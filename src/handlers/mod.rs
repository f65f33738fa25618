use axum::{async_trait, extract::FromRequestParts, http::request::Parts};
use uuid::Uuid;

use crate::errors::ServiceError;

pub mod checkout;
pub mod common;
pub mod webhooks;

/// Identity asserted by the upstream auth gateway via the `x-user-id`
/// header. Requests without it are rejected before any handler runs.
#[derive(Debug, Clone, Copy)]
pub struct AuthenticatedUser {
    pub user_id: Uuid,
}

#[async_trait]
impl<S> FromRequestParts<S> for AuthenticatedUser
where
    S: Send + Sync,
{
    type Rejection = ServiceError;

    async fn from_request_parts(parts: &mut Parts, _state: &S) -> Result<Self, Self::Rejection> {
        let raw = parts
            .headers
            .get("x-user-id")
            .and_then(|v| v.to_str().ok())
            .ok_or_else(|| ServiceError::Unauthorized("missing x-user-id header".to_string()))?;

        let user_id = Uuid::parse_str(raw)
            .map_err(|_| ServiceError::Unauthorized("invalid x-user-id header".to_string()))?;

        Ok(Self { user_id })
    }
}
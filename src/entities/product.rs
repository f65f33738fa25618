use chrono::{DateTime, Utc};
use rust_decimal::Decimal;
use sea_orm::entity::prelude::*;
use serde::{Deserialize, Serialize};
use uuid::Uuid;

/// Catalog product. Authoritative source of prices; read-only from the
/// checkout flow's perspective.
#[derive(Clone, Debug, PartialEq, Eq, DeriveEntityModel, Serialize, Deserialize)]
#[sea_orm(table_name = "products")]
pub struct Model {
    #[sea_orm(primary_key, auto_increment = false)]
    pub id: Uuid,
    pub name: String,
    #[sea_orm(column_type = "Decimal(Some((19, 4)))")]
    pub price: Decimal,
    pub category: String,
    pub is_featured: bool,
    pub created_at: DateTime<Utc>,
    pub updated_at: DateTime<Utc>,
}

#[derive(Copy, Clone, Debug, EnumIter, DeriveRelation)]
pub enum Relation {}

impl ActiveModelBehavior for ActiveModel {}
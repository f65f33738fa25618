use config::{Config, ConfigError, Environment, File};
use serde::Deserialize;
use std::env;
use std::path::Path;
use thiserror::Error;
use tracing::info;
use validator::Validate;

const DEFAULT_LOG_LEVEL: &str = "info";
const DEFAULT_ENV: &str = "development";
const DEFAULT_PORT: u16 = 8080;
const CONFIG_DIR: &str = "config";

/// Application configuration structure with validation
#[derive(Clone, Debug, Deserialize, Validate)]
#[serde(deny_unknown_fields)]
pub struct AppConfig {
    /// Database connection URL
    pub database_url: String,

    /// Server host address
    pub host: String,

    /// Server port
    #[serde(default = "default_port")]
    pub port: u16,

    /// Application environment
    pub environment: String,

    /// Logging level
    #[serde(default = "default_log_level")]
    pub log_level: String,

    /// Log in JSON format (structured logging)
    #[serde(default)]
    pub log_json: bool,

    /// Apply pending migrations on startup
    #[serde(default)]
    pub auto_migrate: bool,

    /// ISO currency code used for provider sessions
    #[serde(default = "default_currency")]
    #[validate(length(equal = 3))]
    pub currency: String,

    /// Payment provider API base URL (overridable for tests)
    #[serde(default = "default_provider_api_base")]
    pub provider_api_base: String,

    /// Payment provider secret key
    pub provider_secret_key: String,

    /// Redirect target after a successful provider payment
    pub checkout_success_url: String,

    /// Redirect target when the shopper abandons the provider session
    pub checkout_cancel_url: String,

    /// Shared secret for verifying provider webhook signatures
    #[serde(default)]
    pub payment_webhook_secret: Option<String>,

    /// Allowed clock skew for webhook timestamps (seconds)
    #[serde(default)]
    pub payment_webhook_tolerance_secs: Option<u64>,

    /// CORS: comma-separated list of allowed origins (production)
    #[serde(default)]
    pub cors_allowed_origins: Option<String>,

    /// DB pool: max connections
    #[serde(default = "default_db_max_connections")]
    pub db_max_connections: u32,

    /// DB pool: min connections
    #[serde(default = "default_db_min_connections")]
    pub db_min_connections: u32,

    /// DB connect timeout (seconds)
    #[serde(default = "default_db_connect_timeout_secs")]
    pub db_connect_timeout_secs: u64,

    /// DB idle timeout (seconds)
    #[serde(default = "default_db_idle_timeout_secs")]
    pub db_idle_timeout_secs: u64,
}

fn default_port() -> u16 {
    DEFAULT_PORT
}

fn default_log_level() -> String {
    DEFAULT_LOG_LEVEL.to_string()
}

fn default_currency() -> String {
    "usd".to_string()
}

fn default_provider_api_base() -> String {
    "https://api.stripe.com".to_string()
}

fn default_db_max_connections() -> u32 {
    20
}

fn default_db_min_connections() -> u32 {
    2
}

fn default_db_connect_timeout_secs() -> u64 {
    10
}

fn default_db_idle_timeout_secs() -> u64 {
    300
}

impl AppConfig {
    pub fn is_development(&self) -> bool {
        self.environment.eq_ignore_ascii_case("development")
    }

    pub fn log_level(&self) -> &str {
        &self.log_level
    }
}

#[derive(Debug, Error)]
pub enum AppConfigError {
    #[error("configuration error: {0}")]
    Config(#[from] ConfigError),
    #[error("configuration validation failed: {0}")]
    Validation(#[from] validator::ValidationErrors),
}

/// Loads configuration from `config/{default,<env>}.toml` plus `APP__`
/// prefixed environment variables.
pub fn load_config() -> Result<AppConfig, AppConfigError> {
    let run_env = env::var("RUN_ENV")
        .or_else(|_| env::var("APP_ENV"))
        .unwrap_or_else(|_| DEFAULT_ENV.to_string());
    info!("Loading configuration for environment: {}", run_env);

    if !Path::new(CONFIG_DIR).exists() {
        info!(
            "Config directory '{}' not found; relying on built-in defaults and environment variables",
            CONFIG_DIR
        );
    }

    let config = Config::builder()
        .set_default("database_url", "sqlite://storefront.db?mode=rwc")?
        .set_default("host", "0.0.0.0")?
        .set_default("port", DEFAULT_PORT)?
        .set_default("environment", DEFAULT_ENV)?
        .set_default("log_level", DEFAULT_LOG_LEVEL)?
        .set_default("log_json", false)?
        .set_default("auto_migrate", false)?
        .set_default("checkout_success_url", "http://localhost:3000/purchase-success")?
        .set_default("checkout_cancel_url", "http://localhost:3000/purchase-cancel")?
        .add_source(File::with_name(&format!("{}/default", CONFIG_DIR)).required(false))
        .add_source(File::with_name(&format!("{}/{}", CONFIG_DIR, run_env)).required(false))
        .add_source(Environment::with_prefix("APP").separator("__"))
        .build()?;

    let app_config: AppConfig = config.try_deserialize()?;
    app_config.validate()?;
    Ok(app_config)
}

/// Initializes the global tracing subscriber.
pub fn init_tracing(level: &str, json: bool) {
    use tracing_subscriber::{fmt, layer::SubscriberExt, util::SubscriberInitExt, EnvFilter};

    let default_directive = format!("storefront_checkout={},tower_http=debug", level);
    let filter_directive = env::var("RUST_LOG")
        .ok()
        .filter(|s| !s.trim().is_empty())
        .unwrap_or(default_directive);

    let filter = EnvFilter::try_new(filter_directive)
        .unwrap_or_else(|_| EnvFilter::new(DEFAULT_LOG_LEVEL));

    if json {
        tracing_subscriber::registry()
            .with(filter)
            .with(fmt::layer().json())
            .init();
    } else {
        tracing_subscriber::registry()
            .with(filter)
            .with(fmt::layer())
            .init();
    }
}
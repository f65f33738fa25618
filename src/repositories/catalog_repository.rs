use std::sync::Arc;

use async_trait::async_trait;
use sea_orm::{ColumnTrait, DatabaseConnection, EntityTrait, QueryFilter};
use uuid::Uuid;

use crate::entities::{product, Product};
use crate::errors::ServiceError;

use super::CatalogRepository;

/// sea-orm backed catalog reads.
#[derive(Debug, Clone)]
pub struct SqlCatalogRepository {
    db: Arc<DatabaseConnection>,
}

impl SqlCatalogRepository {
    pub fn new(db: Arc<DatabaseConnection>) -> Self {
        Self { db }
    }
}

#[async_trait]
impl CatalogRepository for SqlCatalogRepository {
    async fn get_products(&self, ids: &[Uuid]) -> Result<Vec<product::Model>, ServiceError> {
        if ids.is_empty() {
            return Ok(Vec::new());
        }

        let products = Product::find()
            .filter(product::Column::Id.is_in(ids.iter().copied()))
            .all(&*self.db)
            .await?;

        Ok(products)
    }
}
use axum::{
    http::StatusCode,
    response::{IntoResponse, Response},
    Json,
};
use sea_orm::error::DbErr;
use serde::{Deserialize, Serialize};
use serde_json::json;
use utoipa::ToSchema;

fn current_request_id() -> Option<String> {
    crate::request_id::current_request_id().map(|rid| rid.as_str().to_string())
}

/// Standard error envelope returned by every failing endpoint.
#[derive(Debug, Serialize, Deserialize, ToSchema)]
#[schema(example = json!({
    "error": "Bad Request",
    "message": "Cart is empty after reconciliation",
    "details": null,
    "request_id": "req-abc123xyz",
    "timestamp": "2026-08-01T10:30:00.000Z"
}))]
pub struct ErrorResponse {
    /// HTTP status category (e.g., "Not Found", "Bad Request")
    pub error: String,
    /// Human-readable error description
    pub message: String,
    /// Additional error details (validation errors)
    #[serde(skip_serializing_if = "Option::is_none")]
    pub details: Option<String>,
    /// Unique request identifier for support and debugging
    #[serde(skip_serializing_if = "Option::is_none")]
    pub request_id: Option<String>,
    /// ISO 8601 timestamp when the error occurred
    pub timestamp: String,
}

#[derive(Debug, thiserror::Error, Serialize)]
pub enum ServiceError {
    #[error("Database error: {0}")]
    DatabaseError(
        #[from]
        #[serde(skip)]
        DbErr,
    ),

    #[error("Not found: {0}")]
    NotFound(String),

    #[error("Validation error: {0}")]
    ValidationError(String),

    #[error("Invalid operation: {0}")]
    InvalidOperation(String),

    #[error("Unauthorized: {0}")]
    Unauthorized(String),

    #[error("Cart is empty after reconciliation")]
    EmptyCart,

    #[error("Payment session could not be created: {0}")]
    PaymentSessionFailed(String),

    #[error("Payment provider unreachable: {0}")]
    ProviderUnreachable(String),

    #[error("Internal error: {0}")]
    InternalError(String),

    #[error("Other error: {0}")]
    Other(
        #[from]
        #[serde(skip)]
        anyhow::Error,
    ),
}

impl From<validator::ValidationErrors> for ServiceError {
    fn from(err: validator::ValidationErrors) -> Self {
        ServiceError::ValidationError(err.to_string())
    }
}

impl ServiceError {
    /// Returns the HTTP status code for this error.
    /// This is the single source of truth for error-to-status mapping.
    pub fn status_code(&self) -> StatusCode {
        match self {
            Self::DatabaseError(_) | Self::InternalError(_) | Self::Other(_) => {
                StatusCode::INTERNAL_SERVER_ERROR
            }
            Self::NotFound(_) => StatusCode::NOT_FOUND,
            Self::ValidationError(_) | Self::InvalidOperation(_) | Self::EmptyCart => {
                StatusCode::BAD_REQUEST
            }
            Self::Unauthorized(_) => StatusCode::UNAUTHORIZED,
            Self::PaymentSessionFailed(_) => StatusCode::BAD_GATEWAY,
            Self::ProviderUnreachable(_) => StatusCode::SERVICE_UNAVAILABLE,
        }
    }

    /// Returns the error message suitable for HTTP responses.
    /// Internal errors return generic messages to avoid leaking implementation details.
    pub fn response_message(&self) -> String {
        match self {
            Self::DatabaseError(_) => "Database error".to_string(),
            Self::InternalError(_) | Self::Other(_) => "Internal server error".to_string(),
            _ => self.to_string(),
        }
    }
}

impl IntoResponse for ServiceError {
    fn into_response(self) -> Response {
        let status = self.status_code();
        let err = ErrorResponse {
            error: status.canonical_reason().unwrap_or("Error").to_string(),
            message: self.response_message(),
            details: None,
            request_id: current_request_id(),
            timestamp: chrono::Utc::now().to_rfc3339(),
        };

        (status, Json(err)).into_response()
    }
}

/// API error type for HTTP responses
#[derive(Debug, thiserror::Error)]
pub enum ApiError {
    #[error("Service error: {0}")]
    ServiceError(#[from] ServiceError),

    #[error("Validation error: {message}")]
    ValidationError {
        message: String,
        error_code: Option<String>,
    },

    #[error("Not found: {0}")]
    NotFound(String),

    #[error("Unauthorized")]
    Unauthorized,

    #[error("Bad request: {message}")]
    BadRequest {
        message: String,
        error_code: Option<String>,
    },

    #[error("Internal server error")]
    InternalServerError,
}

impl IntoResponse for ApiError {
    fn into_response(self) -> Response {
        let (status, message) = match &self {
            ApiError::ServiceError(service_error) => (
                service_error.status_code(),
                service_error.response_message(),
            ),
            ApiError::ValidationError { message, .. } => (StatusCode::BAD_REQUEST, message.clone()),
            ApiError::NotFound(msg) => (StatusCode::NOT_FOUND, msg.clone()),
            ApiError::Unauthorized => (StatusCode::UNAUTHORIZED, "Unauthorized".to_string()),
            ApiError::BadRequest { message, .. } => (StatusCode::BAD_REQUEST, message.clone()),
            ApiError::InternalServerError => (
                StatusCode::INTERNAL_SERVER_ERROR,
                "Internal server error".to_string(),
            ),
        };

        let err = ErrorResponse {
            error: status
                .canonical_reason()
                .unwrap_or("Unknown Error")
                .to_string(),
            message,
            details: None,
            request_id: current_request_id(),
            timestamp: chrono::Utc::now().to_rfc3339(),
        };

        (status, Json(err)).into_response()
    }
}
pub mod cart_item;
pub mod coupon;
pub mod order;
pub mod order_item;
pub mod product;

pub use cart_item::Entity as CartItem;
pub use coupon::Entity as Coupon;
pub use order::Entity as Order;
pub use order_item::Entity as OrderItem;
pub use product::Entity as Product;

+ + +

(EXERCISE DETAILS): Go through the data above and copy each line that holds the word "reconciliation".

(REPLY TO THE TASK):
    "message": "Cart is empty after reconciliation",
    #[error("Cart is empty after reconciliation")]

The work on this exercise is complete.